Anche quest’anno, l’adempimento non riguarda la prima casa, eccezion fatta per gli immobili di lusso (A1/A8). Vediamo le opzioni.

  • SALDO PAGATO A GIUGNO – Se a giugno 2019 è già stato pagato il saldo bisogna verificare – visto che i Comuni a volte pubblicano la delibera in ritardo – se l’aliquota pagata sia sempre la stessa a dicembre 2019 (è così nel 99% dei casi quindi fino a giugno dell’anno prossimo non è necessario fare nulla). Altrimenti occorre calcolare e pagare la differenza dovuta.
  • A GIUGNO PAGATO SOLO ACCONTO – Stesso iter. Quasi sempre, infatti, la cifra da sborsare è quella versata nel mese di giugno, quindi basterà replicare l’F24 barrando, questa volta, la casella saldo.
  • CASA ACQUISTATA DURANTE L’ANNO – I calcoli vanno rifatti. Se la casa è stata acquistata prima del 16 giugno, ed è stato versato un acconto, il 16 dicembre si pagherà per tutto questo secondo semestre. Se la casa è stata acquistata dopo il 15 giugno, si pagherà solo il secondo semestre, a saldo.
  • Dal prossimo anno, poi, i contribuenti dovranno fare i conti con le ulteriori novità inserite in Legge di Bilancio 2020, con la quale le due tasse sulla casa dovrebbero essdere unificate nella cosiddetta Nuova IMU.

    Il saldo di quest’anno – sottolinea il Sole 24 Ore – sarà anche l’ultimo in cui gli inquilini e gli altri occupanti degli immobili – come i comodatari – dovranno versare la propria quota della Tasi (dal 10 al 30% secondo la delibera comunale; 10% se il Comune non ha deciso nulla in merito). Dal 2020 l’importo ricadrà sul proprietario, e ci sarà anche un rincaro, perché gli inquilini che usano la casa come abitazione principale dal 2016 non pagano la propria fetta di Tasi. L’effetto è stimato in 14,5 milioni dalla relazione tecnica al disegno di legge di Bilancio. Più in generale, sparirà anche la vaga idea di service tax rappresentata dalla Tasi come tributo sui servizi comunali indivisibili e ci sarà un prelievo di tipo puramente patrimoniale.

    È solo dal 2021, invece, che gli amministratori locali dovranno inserire le aliquote in un’applicazione sul Portale del federalismo fiscale, che genererà un «prospetto delle aliquote» più leggibile. È rientrata, invece, l’ipotesi di una stretta per legge sulle “doppie” abitazioni principali possedute da coniugi in Comuni diversi, per le quali – peraltro – già oggi gli uffici tributi locali possono contestare l’assenza di dimora.
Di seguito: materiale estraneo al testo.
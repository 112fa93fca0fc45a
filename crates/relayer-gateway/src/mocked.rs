// Copyright 2022 Webb Technologies Inc.
//
// Licensed under the Apache License, Version 2.0 (the "License");
// you may not use this file except in compliance with the License.
// You may obtain a copy of the License at
//
// http://www.apache.org/licenses/LICENSE-2.0
//
// Unless required by applicable law or agreed to in writing, software
// distributed under the License is distributed on an "AS IS" BASIS,
// WITHOUT WARRANTIES OR CONDITIONS OF ANY KIND, either express or implied.
// See the License for the specific language governing permissions and
// limitations under the License.

use std::sync::atomic::{AtomicUsize, Ordering};

use ethers::types::{Address, TxHash, U256};
use typed_builder::TypedBuilder;

use pothole_relayer_handler_utils::CheckedForwardRequest;
use pothole_relayer_utils::{Error, Result};

use crate::{ForwarderGateway, VerificationOutcome};

/// A canned-response [`ForwarderGateway`] that counts its calls.
///
/// Everything has a sensible default: a funded relayer, a valid signature
/// and a successful execution; individual tests override the piece they are
/// exercising. The call counters let tests assert that a rejected request
/// never reached the later pipeline stages.
#[derive(Debug, TypedBuilder)]
pub struct MockGateway {
    #[builder(default = Address::repeat_byte(0xaa))]
    relayer_address: Address,
    #[builder(default = 31337)]
    chain_id: u64,
    #[builder(default = Address::repeat_byte(0xfd))]
    forwarder_address: Address,
    #[builder(default = U256::zero(), setter(into))]
    nonce: U256,
    /// Relayer balance in wei; defaults to one ether.
    #[builder(default = U256::exp10(18), setter(into))]
    balance: U256,
    #[builder(default = VerificationOutcome::Valid)]
    verification: VerificationOutcome,
    #[builder(default = Ok(TxHash::repeat_byte(0x42)))]
    execute_outcome: std::result::Result<TxHash, String>,
    #[builder(default)]
    nonce_calls: AtomicUsize,
    #[builder(default)]
    balance_calls: AtomicUsize,
    #[builder(default)]
    verify_calls: AtomicUsize,
    #[builder(default)]
    execute_calls: AtomicUsize,
}

impl MockGateway {
    /// How many times `nonce_of` was called.
    pub fn nonce_calls(&self) -> usize {
        self.nonce_calls.load(Ordering::SeqCst)
    }

    /// How many times `balance` was called.
    pub fn balance_calls(&self) -> usize {
        self.balance_calls.load(Ordering::SeqCst)
    }

    /// How many times `verify_signature` was called.
    pub fn verify_calls(&self) -> usize {
        self.verify_calls.load(Ordering::SeqCst)
    }

    /// How many times `execute` was called.
    pub fn execute_calls(&self) -> usize {
        self.execute_calls.load(Ordering::SeqCst)
    }
}

#[async_trait::async_trait]
impl ForwarderGateway for MockGateway {
    fn relayer_address(&self) -> Address {
        self.relayer_address
    }

    fn chain_id(&self) -> u64 {
        self.chain_id
    }

    fn forwarder_address(&self) -> Address {
        self.forwarder_address
    }

    async fn nonce_of(&self, _signer: Address) -> Result<U256> {
        self.nonce_calls.fetch_add(1, Ordering::SeqCst);
        Ok(self.nonce)
    }

    async fn balance(&self) -> Result<U256> {
        self.balance_calls.fetch_add(1, Ordering::SeqCst);
        Ok(self.balance)
    }

    async fn verify_signature(
        &self,
        _request: &CheckedForwardRequest,
    ) -> VerificationOutcome {
        self.verify_calls.fetch_add(1, Ordering::SeqCst);
        self.verification.clone()
    }

    async fn execute(
        &self,
        _request: &CheckedForwardRequest,
    ) -> Result<TxHash> {
        self.execute_calls.fetch_add(1, Ordering::SeqCst);
        match &self.execute_outcome {
            Ok(tx_hash) => Ok(*tx_hash),
            Err(reason) => Err(Error::Gateway(reason.clone())),
        }
    }
}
    Quello che non cambierà nel 2020 sarà il livello massimo del prelievo. La nuova Imu avrà come limite il 10,6 per mille, che oggi rappresenta la somma massima di Imu e Tasi. Inoltre, verrà fatto salvo l’aumento dello 0,8 per mille applicato da circa 300 Comuni – tra cui Roma e Milano – che l’hanno introdotto nel 2015 e poi sempre confermato. In queste città il massimale rimarrà l’11,4 per mille.

    Il nuovo tributo potrà essere azzerato, cosa oggi impossibile a livello normativo per l’Imu. Ma non è difficile prevedere che questa possibilità si rivelerà puramente teorica per la stragrande maggioranza dei sindaci. Al contrario, l’aliquota base della nuova imposta salirà dal 7,6 all’8,6 per mille. Scelta che non impedisce ovviamente gli sconti, ma che rischia di segnare un nuovo benchmark più elevato, per gli immobili tassati con il livello base.

    Insomma, i proprietari continueranno a subire un tax rate più che doppio rispetto ai 9,2 miliardi del 2011, ultimo anno dell’Ici. Il tutto a fronte di prezzi medi delle abitazioni esistenti che l’Istat nel secondo trimestre 2019 ha misurato ancora in calo del 23,1% rispetto al 2011. Con il risultato che spesso in provincia si pagano i tributi immobiliari su valori catastali superiori a quelli di mercato.